Process Engineers normally are not directly involved in Heating, Ventilation, Airconditioning (HVAC) requirements of a Chemical Process Plant. HVAC engineering is a specialized branch of engineering and HVAC engineers normally involve themselves in system design for a chemical process plant. However, adequate ventilation is a matter of concern for all engineers who consider safety as an integral part of any chemical process plant and it is important to know the hazards related to inadequate ventilation.
NFPA 30 defines adequate ventilation from the perspective of a chemical process plant as follows:
An area is adequately ventilated if it is ventilated at a rate sufficient to maintain the concentration of vapors within the area at or below 25% of the lower flammable limit.
This shall be confirmed by one of the following:
– Calculations based on the anticipated fugitive emissions; or
– Actual vapor concentration sampling under normal operating conditions, conducted at a radius of 5 feet from equipment.
An acceptable alternative is to provide ventilation at a rate of not less than 1 cubic foot per minute per square foot of solid floor area.
Ventilation shall be accomplished by natural or mechanical ventilation, with discharge of exhaust to a safe location, without recirculation of the exhaust air.
Completely open (from all 4 sides) outdoor locations are usually considered adequately ventilated.

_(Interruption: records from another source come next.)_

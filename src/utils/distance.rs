use serde::{Deserialize, Serialize};

const EARTH_RADIUS_KM: f64 = 6371.0;
const MILES_PER_KM: f64 = 0.621371;

/// Geographic coordinates in decimal degrees.
#[derive(Debug, Clone, Copy, PartialEq, Serialize, Deserialize)]
pub struct Coordinate {
    pub latitude: f64,
    pub longitude: f64,
}

impl Coordinate {
    pub fn new(latitude: f64, longitude: f64) -> Self {
        Self {
            latitude,
            longitude,
        }
    }

    /// Builds a coordinate only when both components are stored.
    pub fn from_parts(latitude: Option<f64>, longitude: Option<f64>) -> Option<Self> {
        match (latitude, longitude) {
            (Some(latitude), Some(longitude)) => Some(Self::new(latitude, longitude)),
            _ => None,
        }
    }
}

/// Haversine great-circle distance in miles, rounded to one decimal place.
pub fn distance_miles(a: Coordinate, b: Coordinate) -> f64 {
    let dlat = (b.latitude - a.latitude).to_radians();
    let dlng = (b.longitude - a.longitude).to_radians();

    let h = (dlat / 2.0).sin().powi(2)
        + a.latitude.to_radians().cos() * b.latitude.to_radians().cos() * (dlng / 2.0).sin().powi(2);
    let c = 2.0 * h.sqrt().atan2((1.0 - h).sqrt());

    let km = EARTH_RADIUS_KM * c;
    let miles = km * MILES_PER_KM;

    (miles * 10.0).round() / 10.0
}

#[cfg(test)]
mod tests {
    use super::*;

    #[test]
    fn test_distance_same_point_is_zero() {
        let p = Coordinate::new(41.8781, -87.6298);
        assert_eq!(distance_miles(p, p), 0.0);
    }

    #[test]
    fn test_distance_is_symmetric() {
        let chicago = Coordinate::new(41.8781, -87.6298);
        let new_york = Coordinate::new(40.7128, -74.0060);
        assert_eq!(
            distance_miles(chicago, new_york),
            distance_miles(new_york, chicago)
        );

        let a = Coordinate::new(-33.8688, 151.2093);
        let b = Coordinate::new(51.5074, -0.1278);
        assert_eq!(distance_miles(a, b), distance_miles(b, a));
    }

    #[test]
    fn test_distance_chicago_to_new_york() {
        let chicago = Coordinate::new(41.8781, -87.6298);
        let new_york = Coordinate::new(40.7128, -74.0060);
        let dist = distance_miles(chicago, new_york);
        assert!(
            (dist - 711.2).abs() <= 1.0,
            "expected ~711.2 miles, got {}",
            dist
        );
    }

    #[test]
    fn test_distance_rounds_to_one_decimal() {
        let a = Coordinate::new(41.8781, -87.6298);
        let b = Coordinate::new(41.9000, -87.6500);
        let dist = distance_miles(a, b);
        assert_eq!(dist, (dist * 10.0).round() / 10.0);
    }

    #[test]
    fn test_from_parts_requires_both_components() {
        assert!(Coordinate::from_parts(Some(41.88), Some(-87.63)).is_some());
        assert!(Coordinate::from_parts(Some(41.88), None).is_none());
        assert!(Coordinate::from_parts(None, Some(-87.63)).is_none());
        assert!(Coordinate::from_parts(None, None).is_none());
    }
}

Process equipment buildings are buildings that contain hydrocarbon piping and equipment. Some examples are: analyzer buildings, metering stations, pump stations, compressor stations, and separation stations. They should have openings on all sides whenever practical to allow for ventilation. If they must be fully enclosed due to ambient conditions, adequate ventilation needs to be provided. to prevent the accumulation of flammable gases. The building exhaust vents should be located to preclude the accumulation of gases at low points such as pipe trenches, as well as at the ceiling.

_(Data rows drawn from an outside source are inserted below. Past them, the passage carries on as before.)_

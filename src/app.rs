use axum::{
    body::Body,
    http::{Request, StatusCode},
    middleware,
    response::{IntoResponse, Response},
    routing::get,
    Json, Router,
};
use serde::Serialize;
use std::path::PathBuf;
use std::sync::Arc;
use tower_http::cors::{Any, CorsLayer};

use crate::auth::AppState;
use crate::config::Config;
use crate::database::DbPool;
use crate::logging::request_logger;
use crate::routes::api_router;
use crate::VERSION;

#[derive(Serialize)]
struct HealthcheckResponse {
    status: String,
    version: String,
}

async fn healthcheck() -> Json<HealthcheckResponse> {
    Json(HealthcheckResponse {
        status: "healthy".to_string(),
        version: VERSION.to_string(),
    })
}

pub fn create_app(config: Arc<Config>, pool: DbPool) -> Router {
    let state = AppState { config, pool };

    let cors = CorsLayer::new()
        .allow_origin(Any)
        .allow_methods(Any)
        .allow_headers(Any);

    let api_routes = Router::new()
        .route("/healthcheck", get(healthcheck))
        .merge(api_router());

    let mut app = Router::new()
        .nest("/api/v1", api_routes)
        .layer(middleware::from_fn(request_logger))
        .layer(cors)
        .with_state(state);

    // Serve the compiled web frontend if present
    let static_dir = std::env::var("NOWORNEVER_STATIC_DIR")
        .map(PathBuf::from)
        .unwrap_or_else(|_| PathBuf::from("../web/dist"));

    if static_dir.exists() {
        app = app.fallback(move |req: Request<Body>| {
            let static_dir = static_dir.clone();
            async move {
                let path = req.uri().path().trim_start_matches('/');

                // Try to serve static file
                let file_path = static_dir.join(path);
                if file_path.exists() && file_path.is_file() {
                    return serve_static_file(file_path).await;
                }

                // Fall back to index.html for SPA routing
                let index_path = static_dir.join("index.html");
                if index_path.exists() {
                    return serve_static_file(index_path).await;
                }

                (StatusCode::NOT_FOUND, "Not Found").into_response()
            }
        });
    }

    app
}

async fn serve_static_file(path: PathBuf) -> Response {
    match tokio::fs::read(&path).await {
        Ok(contents) => {
            let mime_type = mime_guess::from_path(&path)
                .first_or_octet_stream()
                .to_string();

            Response::builder()
                .status(StatusCode::OK)
                .header("content-type", mime_type)
                .body(Body::from(contents))
                .unwrap()
        }
        Err(_) => (StatusCode::NOT_FOUND, "Not Found").into_response(),
    }
}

Process buildings are frequently ventilated with windows, floor louvers, and roof ventilators.
A minimum of six air changes per hour are recommended for process buildings.
If mechanical equipment provides the required ventilation, safeguards are needed to protect against its undetected failure.

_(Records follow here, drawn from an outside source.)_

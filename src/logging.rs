use axum::{body::Body, extract::Request, middleware::Next, response::Response};
use std::time::Instant;
use tracing::{error, info, warn};
use tracing_subscriber::{fmt, EnvFilter};

pub fn init_logging() {
    let filter = EnvFilter::try_from_default_env()
        .unwrap_or_else(|_| EnvFilter::new("nowornever_api=info,tower_http=warn"));

    fmt()
        .with_env_filter(filter)
        .with_target(false)
        .with_thread_ids(false)
        .with_file(false)
        .with_line_number(false)
        .init();
}

pub async fn request_logger(mut request: Request<Body>, next: Next) -> Response {
    let method = request.method().clone();
    let uri = request.uri().clone();
    let path = uri.path().to_string();

    let is_static = path.starts_with("/assets/") || path.ends_with(".js") || path.ends_with(".css");
    let payload = extract_compact_payload(&mut request).await;

    let start = Instant::now();
    let response = next.run(request).await;
    let duration = start.elapsed();
    let status = response.status();

    if !is_static {
        let duration_ms = duration.as_secs_f64() * 1000.0;
        let duration_text = format!("{:05.2}", duration_ms);
        let payload_text = payload.unwrap_or_else(|| "{}".to_string());
        let log_line = format!(
            "{} {} {} {}ms {}",
            method,
            path,
            status.as_u16(),
            duration_text,
            payload_text
        );

        match status.as_u16() {
            200..=299 => info!("{}", log_line),
            400..=499 => warn!("{}", log_line),
            500..=599 => error!("{}", log_line),
            _ => info!("{}", log_line),
        }
    }

    response
}

async fn extract_compact_payload(request: &mut Request<Body>) -> Option<String> {
    if request.method() != axum::http::Method::POST {
        return None;
    }

    // Never log credentials
    if request.uri().path().ends_with("/user/authenticate")
        || request.uri().path().ends_with("/user/change-password")
        || request.uri().path().contains("/user/signup")
    {
        return None;
    }

    let body = std::mem::replace(request.body_mut(), Body::empty());
    let bytes = match axum::body::to_bytes(body, usize::MAX).await {
        Ok(b) => b,
        Err(_) => return None,
    };

    let body_str = match String::from_utf8(bytes.to_vec()) {
        Ok(s) => s,
        Err(_) => return None,
    };

    let compact = match serde_json::from_str::<serde_json::Value>(&body_str) {
        Ok(value) => value.to_string(),
        Err(_) => body_str.trim().to_string(),
    };

    let restored = Body::from(bytes);
    *request.body_mut() = restored;

    Some(compact)
}

pub fn log_panic(info: &std::panic::PanicHookInfo) {
    let payload = if let Some(s) = info.payload().downcast_ref::<&str>() {
        s.to_string()
    } else if let Some(s) = info.payload().downcast_ref::<String>() {
        s.clone()
    } else {
        "Unknown panic payload".to_string()
    };

    let location = if let Some(loc) = info.location() {
        format!("{}:{}:{}", loc.file(), loc.line(), loc.column())
    } else {
        "unknown location".to_string()
    };

    error!("PANIC at {}: {}", location, payload);
}

pub fn install_panic_hook() {
    let default_hook = std::panic::take_hook();
    std::panic::set_hook(Box::new(move |info| {
        log_panic(info);
        default_hook(info);
    }));
}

Discharge or exhaust must be to a safe location outside the building.
Ventilation rates can be achieved either by continuous introduction of fresh makeup air into the enclosure, or by recirculation of air in the building. A recirculation system should ensure that the air is monitored continuously using a system that automatically alarms, stops recirculation, and provides full exhaust to the outside in the event that vapor-air mixtures over 25% of the lower flammable limit are detected.
Recirculation should be designed with adequate air movement and direction to minimize “dead” areas where flammable vapors such as heavy hydrocarbons may collect.
If conditions include the risk of a large flammable vapor release occurring in a confined space, and the calculated rate of diluent ventilation is not sufficient to dilute and disperse the released vapor to below the “Lower Flammable Limit” (LFL) within a reasonable time (i.e., four hours), then supplemental emergency ventilation should be provided. Emergency ventilation can be natural ventilation through panels or louvers, or switching recirculation fans to full fresh air make-up or exhaust. The travel direction of ventilated vapor should avoid its reaching an ignition source outside the enclosed space being ventilated.
It is recommended that when combustible gas detectors are installed they provide an alarm at 20% of LFL and are interlocked to rotary process equipments such as pumps and compressors so that they cannot be started or they shut down when the detector detects a value of 60% of LFL.
To conclude, adequate ventilation in a chemical process plant is of utmost importance and process engineers should be aware of good ventilation practices for a safe design.